Lorsque le ministre Oumar Guèye s’est séparé de Idrissa Seck, j’ai reçu une proposition d’enquête parlementaire sur l’assainissement.
De qui ?
C’étaient des députés de Rewmi actionnés par Idrissa Seck pour attaquer Oumar Guèye. J’ai compris qu’il y avait des relents politiques. Par conséquent, j’ai bloqué la procédure.
Ou parce que c’était pour protéger des responsables de votre coalition ?
Pas du tout ! On ne mène pas un combat politicien à l’As­semblée nationale. Il y a eu également une autre proposition d’enquête parlementaire sur les mines déposée par des députés de l’opposition.

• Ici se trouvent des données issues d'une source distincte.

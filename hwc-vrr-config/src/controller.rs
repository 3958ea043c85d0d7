use crate::calculator::RefreshRateCalculatorKind;

#[derive(knuffel::Decode, Debug, Clone, PartialEq)]
pub struct Controller {
    #[knuffel(child, unwrap(argument), default)]
    pub present_timeout_controller: PresentTimeoutController,
    /// Interval of the keep-alive poll while hibernating.
    #[knuffel(child, unwrap(argument), default = 500)]
    pub hibernate_wake_up_ms: u32,
    /// Delay before the vendor rendering timeout schedule starts when no override is set.
    #[knuffel(child, unwrap(argument), default = 100)]
    pub vendor_present_timeout_ms: u32,
    #[knuffel(child, unwrap(argument), default)]
    pub refresh_rate_calculator: RefreshRateCalculatorKind,
    #[knuffel(child)]
    pub vendor_present_timeout: Option<VendorPresentTimeout>,
}

impl Default for Controller {
    fn default() -> Self {
        Self {
            present_timeout_controller: PresentTimeoutController::default(),
            hibernate_wake_up_ms: 500,
            vendor_present_timeout_ms: 100,
            refresh_rate_calculator: RefreshRateCalculatorKind::default(),
            vendor_present_timeout: None,
        }
    }
}

#[derive(knuffel::DecodeScalar, Debug, Default, Clone, Copy, PartialEq, Eq)]
pub enum PresentTimeoutController {
    #[default]
    Software,
    Hardware,
}

/// Explicit frame insertion schedule replacing the panel plugin's default one.
#[derive(knuffel::Decode, Debug, Clone, PartialEq)]
pub struct VendorPresentTimeout {
    #[knuffel(child, unwrap(argument))]
    pub timeout_ms: u32,
    #[knuffel(children(name = "interval"))]
    pub intervals: Vec<TimeoutInterval>,
}

#[derive(knuffel::Decode, Debug, Clone, Copy, PartialEq, Eq)]
pub struct TimeoutInterval {
    #[knuffel(argument)]
    pub count: u32,
    #[knuffel(argument)]
    pub interval_ms: u32,
}
//! Narrow capability traits between the controller and the display pipeline.
//!
//! The pipeline talks to the controller through the listener traits; the controller talks back
//! through [`DisplayHost`] and [`RefreshRateChangeListener`].

use std::os::fd::BorrowedFd;

use crate::types::PowerMode;

pub trait PresentListener {
    /// Announces the expected present time of the frame about to be committed.
    fn set_expected_present_time(&self, timestamp_ns: i64, frame_interval_ns: i64);

    /// Called after a frame was committed. The fence stays owned by the caller.
    fn on_present(&self, fence: Option<BorrowedFd<'_>>);
}

pub trait VsyncListener {
    fn on_vsync(&self, timestamp_ns: i64, vsync_period_ns: i64);
}

pub trait PowerModeListener {
    fn on_power_state_change(&self, from: PowerMode, to: PowerMode);
}

/// Receives every refresh rate the controller publishes.
///
/// Called with the controller lock held, so implementations must not call back into the
/// controller.
pub trait RefreshRateChangeListener: Send + Sync {
    fn on_refresh_rate_changed(&self, refresh_rate: i32);
}

/// The display owning the controller.
pub trait DisplayHost: Send + Sync {
    /// Returns `None` when the display has no valid handle yet.
    fn display_id(&self) -> Option<i64>;

    /// Refresh rate indicator hook, only called while the indicator is enabled.
    fn on_refresh_rate_changed_debug(
        &self,
        display_id: i64,
        vsync_period_ns: i64,
        refresh_period_ns: i64,
    );
}
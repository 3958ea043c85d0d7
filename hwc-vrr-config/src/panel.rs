pub const DEFAULT_SYSFS_ROOT: &str = "/sys/devices/platform/exynos-drm/primary-panel";

#[derive(knuffel::Decode, Debug, Clone, PartialEq)]
pub struct Panel {
    #[knuffel(child, unwrap(argument), default = String::from("primary-panel"))]
    pub name: String,
    /// Directory holding the panel's sysfs control nodes.
    #[knuffel(child, unwrap(argument), default = String::from(DEFAULT_SYSFS_ROOT))]
    pub sysfs_root: String,
    /// The panel exposes a writable `te2_rate_hz` node.
    #[knuffel(child)]
    pub te2_changeable: bool,
    /// Frames the DDIC inserts per presented frame while dozing.
    #[knuffel(child, unwrap(argument), default = 2)]
    pub ddic_frame_insertion_multiplier: u32,
}

impl Default for Panel {
    fn default() -> Self {
        Self {
            name: String::from("primary-panel"),
            sysfs_root: String::from(DEFAULT_SYSFS_ROOT),
            te2_changeable: false,
            ddic_frame_insertion_multiplier: 2,
        }
    }
}
//! Refresh rate calculators.
//!
//! Each calculator answers "what should the refresh rate be for one reason": steady-state
//! cadence, leaving idle, always-on display, video playback. They consume present timestamps
//! and power transitions, keep their own timers in the controller's [`EventQueue`], and publish
//! a candidate rate through the return value of every mutating call. The
//! [`CombinedRefreshRateCalculator`] arbitrates between them by priority.

use std::sync::atomic::{AtomicU64, Ordering};

use hwc_vrr_config::{Config, RefreshRateCalculatorKind};

use crate::event_queue::{EventQueue, VrrControllerEvent, VrrControllerEventType};
use crate::types::{PowerMode, PresentFrameFlag, INVALID_REFRESH_RATE};

mod aod;
mod combined;
mod exit_idle;
mod instant;
mod period;
mod video;

pub use aod::{AodParameters, AodRefreshRateCalculator};
pub use combined::{CombinedParameters, CombinedRefreshRateCalculator};
pub use exit_idle::{ExitIdleParameters, ExitIdleRefreshRateCalculator};
pub use instant::{InstantParameters, InstantRefreshRateCalculator};
pub use period::{PeriodParameters, PeriodRefreshRateCalculator, PeriodType};
pub use video::{VideoFrameRateCalculator, VideoFrameRateParameters};

/// Identifies one calculator instance, so that its timers can be routed back to it.
#[derive(Debug, Clone, Copy, PartialEq, Eq, Hash, PartialOrd, Ord)]
pub struct CalculatorId(u64);

impl CalculatorId {
    pub fn next() -> Self {
        static COUNTER: AtomicU64 = AtomicU64::new(0);
        Self(COUNTER.fetch_add(1, Ordering::Relaxed))
    }

    pub fn get(self) -> u64 {
        self.0
    }
}

pub trait RefreshRateCalculator: Send {
    fn name(&self) -> &str;

    fn id(&self) -> CalculatorId;

    /// Whether timers tagged with `id` belong to this calculator or one it wraps.
    fn owns(&self, id: CalculatorId) -> bool {
        self.id() == id
    }

    /// Last published rate, or [`INVALID_REFRESH_RATE`].
    fn refresh_rate(&self) -> i32;

    /// Feeds one present. Returns the new rate when it was published.
    fn on_present(
        &mut self,
        queue: &mut EventQueue,
        present_time_ns: i64,
        flag: PresentFrameFlag,
    ) -> Option<i32>;

    fn on_power_state_change(
        &mut self,
        _queue: &mut EventQueue,
        _from: PowerMode,
        _to: PowerMode,
    ) -> Option<i32> {
        None
    }

    /// Handles one of this calculator's timers. Events it does not own are ignored.
    fn on_event(&mut self, queue: &mut EventQueue, event: &VrrControllerEvent) -> Option<i32>;

    fn set_enabled(&mut self, queue: &mut EventQueue, enabled: bool) -> Option<i32>;

    fn set_vrr_config_attributes(&mut self, vsync_period_ns: i64, min_frame_interval_ns: i64);

    /// Clears all history and cancels pending timers.
    fn reset(&mut self, queue: &mut EventQueue);
}

/// Tracks the published rate and decides when a change must be reported.
#[derive(Debug, Clone, Copy)]
pub(crate) struct PublishedRate {
    rate: i32,
    always_callback: bool,
}

impl PublishedRate {
    pub fn new(always_callback: bool) -> Self {
        Self {
            rate: INVALID_REFRESH_RATE,
            always_callback,
        }
    }

    pub fn get(&self) -> i32 {
        self.rate
    }

    pub fn set(&mut self, rate: i32) -> Option<i32> {
        if rate == self.rate && !self.always_callback {
            return None;
        }
        self.rate = rate;
        Some(rate)
    }

    /// Forgets the rate without reporting.
    pub fn clear(&mut self) {
        self.rate = INVALID_REFRESH_RATE;
    }
}

/// Calculator strategies the factory can build.
#[derive(Debug, Clone, PartialEq, Eq)]
pub enum RefreshRateCalculatorType {
    Instant,
    Period,
    ExitIdle,
    Aod,
    VideoFrameRate,
    /// Priority-ordered arbitration over the listed calculators.
    Combined(Vec<RefreshRateCalculatorType>),
}

impl RefreshRateCalculatorType {
    /// The calculator the controller publishes from.
    pub fn controller_default(kind: RefreshRateCalculatorKind) -> Self {
        let steady = match kind {
            RefreshRateCalculatorKind::Instant => Self::Instant,
            RefreshRateCalculatorKind::Period => Self::Period,
        };
        Self::Combined(vec![Self::Aod, Self::ExitIdle, steady])
    }
}

/// Parameters for every strategy, usually derived from the configuration.
#[derive(Debug, Clone, Default)]
pub struct CalculatorParameters {
    pub instant: InstantParameters,
    pub period: PeriodParameters,
    pub exit_idle: ExitIdleParameters,
    pub aod: AodParameters,
    pub video: VideoFrameRateParameters,
    pub combined: CombinedParameters,
}

impl From<&Config> for CalculatorParameters {
    fn from(config: &Config) -> Self {
        Self {
            instant: InstantParameters::from(&config.instant),
            period: PeriodParameters::from(&config.period),
            exit_idle: ExitIdleParameters::from(&config.exit_idle),
            aod: AodParameters::from(&config.panel),
            video: VideoFrameRateParameters::from(&config.video),
            combined: CombinedParameters::from(&config.combined),
        }
    }
}

#[derive(Debug, Clone, Default)]
pub struct RefreshRateCalculatorFactory {
    params: CalculatorParameters,
}

impl RefreshRateCalculatorFactory {
    pub fn new(params: CalculatorParameters) -> Self {
        Self { params }
    }

    pub fn params(&self) -> &CalculatorParameters {
        &self.params
    }

    pub fn build(&self, ty: &RefreshRateCalculatorType) -> Box<dyn RefreshRateCalculator> {
        let params = &self.params;
        match ty {
            RefreshRateCalculatorType::Instant => {
                Box::new(InstantRefreshRateCalculator::new(params.instant.clone()))
            }
            RefreshRateCalculatorType::Period => {
                Box::new(PeriodRefreshRateCalculator::new(params.period.clone()))
            }
            RefreshRateCalculatorType::ExitIdle => {
                Box::new(ExitIdleRefreshRateCalculator::new(params.exit_idle.clone()))
            }
            RefreshRateCalculatorType::Aod => {
                Box::new(AodRefreshRateCalculator::new(params.aod.clone()))
            }
            RefreshRateCalculatorType::VideoFrameRate => {
                Box::new(VideoFrameRateCalculator::new(params.video.clone()))
            }
            RefreshRateCalculatorType::Combined(children) => {
                let children = children.iter().map(|child| self.build(child)).collect();
                Box::new(CombinedRefreshRateCalculator::new(
                    children,
                    params.combined.clone(),
                ))
            }
        }
    }

    pub fn build_video(&self) -> VideoFrameRateCalculator {
        VideoFrameRateCalculator::new(self.params.video.clone())
    }
}

/// Drops the pending timers that belong to `id`.
pub(crate) fn cancel_timers(queue: &mut EventQueue, id: CalculatorId) {
    queue.drop_calculator_events(id);
}

pub(crate) fn is_timer_for(
    event: &VrrControllerEvent,
    id: CalculatorId,
    ty: VrrControllerEventType,
) -> bool {
    event.event_type == ty && event.calculator() == Some(id)
}

#[cfg(test)]
mod tests {
    use super::*;
    use crate::utils::clock::Clock;

    #[test]
    fn ids_are_unique() {
        let a = CalculatorId::next();
        let b = CalculatorId::next();
        assert_ne!(a, b);
    }

    #[test]
    fn published_rate_reports_changes_only() {
        let mut rate = PublishedRate::new(false);
        assert_eq!(rate.get(), INVALID_REFRESH_RATE);
        assert_eq!(rate.set(60), Some(60));
        assert_eq!(rate.set(60), None);
        assert_eq!(rate.set(INVALID_REFRESH_RATE), Some(INVALID_REFRESH_RATE));

        let mut always = PublishedRate::new(true);
        assert_eq!(always.set(24), Some(24));
        assert_eq!(always.set(24), Some(24));
    }

    #[test]
    fn factory_builds_every_strategy_invalid() {
        let factory = RefreshRateCalculatorFactory::default();
        let mut queue = EventQueue::new(Clock::with_time(0));
        let types = [
            RefreshRateCalculatorType::Instant,
            RefreshRateCalculatorType::Period,
            RefreshRateCalculatorType::ExitIdle,
            RefreshRateCalculatorType::Aod,
            RefreshRateCalculatorType::VideoFrameRate,
            RefreshRateCalculatorType::controller_default(RefreshRateCalculatorKind::Period),
        ];
        for ty in &types {
            let mut calculator = factory.build(ty);
            assert_eq!(calculator.refresh_rate(), INVALID_REFRESH_RATE, "{ty:?}");
            calculator.reset(&mut queue);
            assert_eq!(calculator.refresh_rate(), INVALID_REFRESH_RATE, "{ty:?}");
        }
    }

    #[test]
    fn parameters_follow_config() {
        let mut config = Config::default();
        config.period.confidence_percentage = 50;
        config.instant.timeout_ms = 2000;
        config.panel.ddic_frame_insertion_multiplier = 3;

        let params = CalculatorParameters::from(&config);
        assert_eq!(params.period.confidence_percentage, 50);
        assert_eq!(params.instant.timeout_ns, 2_000_000_000);
        assert_eq!(params.aod.frame_insertion_multiplier, 3);
    }
}
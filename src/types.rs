//! Type definitions shared by the controller, the calculators and the statistics.

use bitflags::bitflags;
use serde::Serialize;

use crate::utils::duration_ns_to_freq;

// =============================================================================
// Constants
// =============================================================================

/// Refresh rate reported when a calculator has nothing meaningful to say.
pub const INVALID_REFRESH_RATE: i32 = -1;

pub const INVALID_TIMESTAMP_NS: i64 = -1;

/// Refresh rate the panel runs at while dozing with no new frames.
pub const DOZE_IDLE_REFRESH_RATE: i32 = 1;

/// Refresh rate the panel boosts to while presenting a frame in doze.
pub const DOZE_ACTIVE_REFRESH_RATE: i32 = 30;

// =============================================================================
// Power and brightness
// =============================================================================

/// HWC power mode, numbered as the composer HAL numbers them.
#[derive(Debug, Default, Clone, Copy, PartialEq, Eq, PartialOrd, Ord, Hash, Serialize)]
#[cfg_attr(test, derive(proptest_derive::Arbitrary))]
pub enum PowerMode {
    #[default]
    Off = 0,
    Doze = 1,
    Normal = 2,
    DozeSuspend = 3,
    OnSuspend = 4,
}

impl PowerMode {
    /// Whether the panel shows nothing the controller has to track.
    pub fn is_off(self) -> bool {
        matches!(self, Self::Off | Self::DozeSuspend)
    }

    pub fn is_doze(self) -> bool {
        matches!(self, Self::Doze)
    }

    pub fn short_name(self) -> &'static str {
        match self {
            Self::Off => "Off",
            Self::Doze => "LP",
            Self::Normal => "On",
            Self::DozeSuspend => "LPS",
            Self::OnSuspend => "OnS",
        }
    }
}

impl TryFrom<i32> for PowerMode {
    type Error = anyhow::Error;

    fn try_from(value: i32) -> anyhow::Result<Self> {
        Ok(match value {
            0 => Self::Off,
            1 => Self::Doze,
            2 => Self::Normal,
            3 => Self::DozeSuspend,
            4 => Self::OnSuspend,
            x => anyhow::bail!("unknown power mode {x}"),
        })
    }
}

#[derive(Debug, Default, Clone, Copy, PartialEq, Eq, PartialOrd, Ord, Hash, Serialize)]
#[cfg_attr(test, derive(proptest_derive::Arbitrary))]
pub enum BrightnessMode {
    #[default]
    Normal,
    /// Global high brightness mode.
    Hbm,
    /// Local high brightness mode, used for under-display fingerprint illumination.
    Lhbm,
}

impl BrightnessMode {
    pub fn suffix(self) -> &'static str {
        match self {
            Self::Normal => "",
            Self::Hbm => ":HBM",
            Self::Lhbm => ":LHBM",
        }
    }
}

/// Panel operation rate mode; the high speed mode is required for refresh rates above 60 Hz.
#[derive(Debug, Default, Clone, Copy, PartialEq, Eq, Serialize)]
pub enum OperationSpeedMode {
    #[default]
    Hs,
    Ns,
}

// =============================================================================
// Present flags
// =============================================================================

bitflags! {
    #[derive(Debug, Default, Clone, Copy, PartialEq, Eq, Hash)]
    pub struct PresentFrameFlag: u32 {
        const IS_HDR = 1 << 0;
        /// The frame was presented while the panel was dozing.
        const PRESENTING_WHEN_DOZE = 1 << 1;
        const UPDATE_REFRESH_RATE_INDICATOR = 1 << 2;
    }
}

// =============================================================================
// Display configurations
// =============================================================================

/// Expected-present contract of a fully VRR capable mode.
#[derive(Debug, Clone, Copy, PartialEq, Eq)]
pub struct NotifyExpectedPresentConfig {
    pub heads_up_ns: i64,
    /// Time without presents after which the controller hibernates.
    pub timeout_ns: i64,
}

/// Per-mode VRR descriptor supplied by the display mode negotiation layer.
#[derive(Debug, Clone, Copy, PartialEq, Eq)]
pub struct VrrConfig {
    pub vsync_period_ns: i64,
    pub min_frame_interval_ns: i64,
    pub is_fully_supported: bool,
    pub notify_expected_present_config: Option<NotifyExpectedPresentConfig>,
}

impl VrrConfig {
    pub fn max_frame_rate(&self) -> i32 {
        duration_ns_to_freq(self.min_frame_interval_ns)
    }

    pub fn te_frequency(&self) -> i32 {
        duration_ns_to_freq(self.vsync_period_ns)
    }

    /// Rendering timeout when the mode promises expected-present notifications.
    pub fn rendering_timeout_ns(&self) -> Option<i64> {
        if !self.is_fully_supported {
            return None;
        }
        self.notify_expected_present_config
            .map(|config| config.timeout_ns)
    }
}

/// Geometry and timing of a display configuration, as the context provider exposes it.
#[derive(Debug, Clone, Copy, PartialEq, Eq, Serialize)]
pub struct DisplayConfiguration {
    pub width: u32,
    pub height: u32,
    pub vsync_period_ns: i64,
    /// Frequency of the panel's TE signal, which may exceed the refresh rate.
    pub te_frequency: i32,
}

impl DisplayConfiguration {
    pub fn refresh_rate(&self) -> i32 {
        duration_ns_to_freq(self.vsync_period_ns)
    }
}

// =============================================================================
// Tests
// =============================================================================

#[cfg(test)]
mod tests {
    use super::*;

    #[test]
    fn power_mode_numbering() {
        for mode in [
            PowerMode::Off,
            PowerMode::Doze,
            PowerMode::Normal,
            PowerMode::DozeSuspend,
            PowerMode::OnSuspend,
        ] {
            assert_eq!(PowerMode::try_from(mode as i32).unwrap(), mode);
        }
        assert!(PowerMode::try_from(7).is_err());
        assert!(PowerMode::DozeSuspend.is_off());
        assert!(!PowerMode::Doze.is_off());
    }

    #[test]
    fn rendering_timeout_requires_full_support() {
        let mut config = VrrConfig {
            vsync_period_ns: 8_333_333,
            min_frame_interval_ns: 16_666_667,
            is_fully_supported: false,
            notify_expected_present_config: Some(NotifyExpectedPresentConfig {
                heads_up_ns: 30_000_000,
                timeout_ns: 200_000_000,
            }),
        };
        assert_eq!(config.rendering_timeout_ns(), None);
        assert_eq!(config.max_frame_rate(), 60);
        assert_eq!(config.te_frequency(), 120);

        config.is_fully_supported = true;
        assert_eq!(config.rendering_timeout_ns(), Some(200_000_000));
    }
}
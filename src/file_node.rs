//! Cached write path to the panel's sysfs control nodes.

use std::collections::HashMap;
use std::fs::{File, OpenOptions};
use std::io::{Seek, Write};
use std::path::{Path, PathBuf};

use anyhow::Context;

pub const TE2_RATE_HZ: &str = "te2_rate_hz";
pub const TE2_OPTION: &str = "te2_option";
pub const REFRESH_CTRL: &str = "refresh_ctrl";
pub const LOCAL_HBM_MODE: &str = "local_hbm_mode";
pub const HBM_MODE: &str = "hbm_mode";

/// Nodes under one sysfs directory.
///
/// Write descriptors stay open after the first write, since the present path writes to the same
/// few nodes over and over.
#[derive(Debug)]
pub struct FileNode {
    root: PathBuf,
    files: HashMap<String, File>,
    last_written: HashMap<String, u32>,
}

impl FileNode {
    pub fn new(root: impl Into<PathBuf>) -> Self {
        Self {
            root: root.into(),
            files: HashMap::new(),
            last_written: HashMap::new(),
        }
    }

    pub fn root(&self) -> &Path {
        &self.root
    }

    pub fn node_path(&self, node: &str) -> PathBuf {
        self.root.join(node)
    }

    fn file(&mut self, node: &str) -> anyhow::Result<&mut File> {
        if !self.files.contains_key(node) {
            let path = self.node_path(node);
            let file = OpenOptions::new()
                .write(true)
                .open(&path)
                .with_context(|| format!("error opening {path:?}"))?;
            self.files.insert(node.to_owned(), file);
        }
        self.files
            .get_mut(node)
            .with_context(|| format!("{node} missing from the file cache"))
    }

    /// Writes `value` as a decimal string.
    pub fn write_u32(&mut self, node: &str, value: u32) -> anyhow::Result<()> {
        let _span = tracy_client::span!("FileNode::write_u32");

        let text = value.to_string();
        let file = self.file(node)?;
        let result = file
            .rewind()
            .and_then(|()| file.write_all(text.as_bytes()));
        if result.is_ok() {
            // Drops stale trailing digits on regular files. Sysfs attributes have no size.
            let _ = file.set_len(text.len() as u64);
        }
        if let Err(err) = result {
            // Reopen on the next write in case the node was recreated.
            self.files.remove(node);
            return Err(err).with_context(|| format!("error writing {value} to {node}"));
        }

        trace!("wrote {value} to {node}");
        self.last_written.insert(node.to_owned(), value);
        Ok(())
    }

    pub fn last_written_value(&self, node: &str) -> Option<u32> {
        self.last_written.get(node).copied()
    }

    /// Reads the whole node. Nothing is cached.
    pub fn read_string(&self, node: &str) -> anyhow::Result<String> {
        let path = self.node_path(node);
        let contents =
            std::fs::read_to_string(&path).with_context(|| format!("error reading {path:?}"))?;
        Ok(contents.trim_end().to_owned())
    }
}

/// Registry of [`FileNode`]s keyed by their root directory.
#[derive(Debug, Default)]
pub struct FileNodeWriter {
    nodes: HashMap<PathBuf, FileNode>,
}

impl FileNodeWriter {
    pub fn new() -> Self {
        Self::default()
    }

    pub fn get_or_create(&mut self, root: &Path) -> &mut FileNode {
        self.nodes
            .entry(root.to_owned())
            .or_insert_with(|| FileNode::new(root))
    }

    pub fn get(&self, root: &Path) -> Option<&FileNode> {
        self.nodes.get(root)
    }

    pub fn write_u32(&mut self, root: &Path, node: &str, value: u32) -> anyhow::Result<()> {
        self.get_or_create(root).write_u32(node, value)
    }
}
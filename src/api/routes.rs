use axum::{
    middleware,
    routing::{get, post},
    Router,
};

use crate::domain::{Integration, Message, MessageStatus, Plan, User, UserPlan};
use crate::server::{api_key_auth, AppState};

use super::health::{health, stats};
use super::integrations::available_integrations;
use super::messages::{create_message, send_email};
use super::metrics::prometheus_metrics;
use super::resources::{
    create_resource, delete_resource, get_resource, list_resources, update_resource, Resource,
};
use super::webhooks::{sendgrid_webhook, twilio_webhook};

/// List/create plus get/update/delete routes for one entity
fn resource_routes<T: Resource>(path: &str) -> Router<AppState> {
    Router::new()
        .route(path, get(list_resources::<T>).post(create_resource::<T>))
        .route(
            &format!("{}/{{id}}", path),
            get(get_resource::<T>)
                .put(update_resource::<T>)
                .delete(delete_resource::<T>),
        )
}

pub fn api_routes(state: AppState) -> Router<AppState> {
    // Management API, guarded by the optional API key
    let management = Router::new()
        .merge(resource_routes::<User>("/users"))
        .merge(resource_routes::<Plan>("/plans"))
        .merge(resource_routes::<UserPlan>("/user-plans"))
        .merge(resource_routes::<Integration>("/integrations"))
        .merge(resource_routes::<MessageStatus>("/message-statuses"))
        .route("/integrations/available", get(available_integrations))
        // Creating a message sends it
        .route("/messages", get(list_resources::<Message>).post(create_message))
        .route(
            "/messages/{id}",
            get(get_resource::<Message>)
                .put(update_resource::<Message>)
                .delete(delete_resource::<Message>),
        )
        .route("/emails/send", post(send_email))
        .route_layer(middleware::from_fn_with_state(state, api_key_auth));

    // Gateway callbacks
    let webhooks = Router::new()
        .route("/sendgrid", post(sendgrid_webhook))
        .route("/twilio", post(twilio_webhook));

    Router::new()
        // Health, Stats & Metrics
        .route("/health", get(health))
        .route("/stats", get(stats))
        .route("/metrics", get(prometheus_metrics))
        .nest("/api/v1", management.nest("/webhooks", webhooks))
}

Elle n’a pas abouti. J’ai également reçu une proposition d’audition du Port autonome de Dakar.
L’audition de Cheikh Kanté ?
Exactement. Je me suis retrouvé en face de deux groupes de députés. Des pro-Dg du port et des anti-Dg du port. Pour ne pas se donner en spectacle à l’Assemblée nationale et éviter qu’il y ait des affrontements, j’ai gelé cette demande d’audition. C’était une requête de Mamadou Lamine Diallo qui avait déjà des problèmes personnels avec Cheikh Kanté.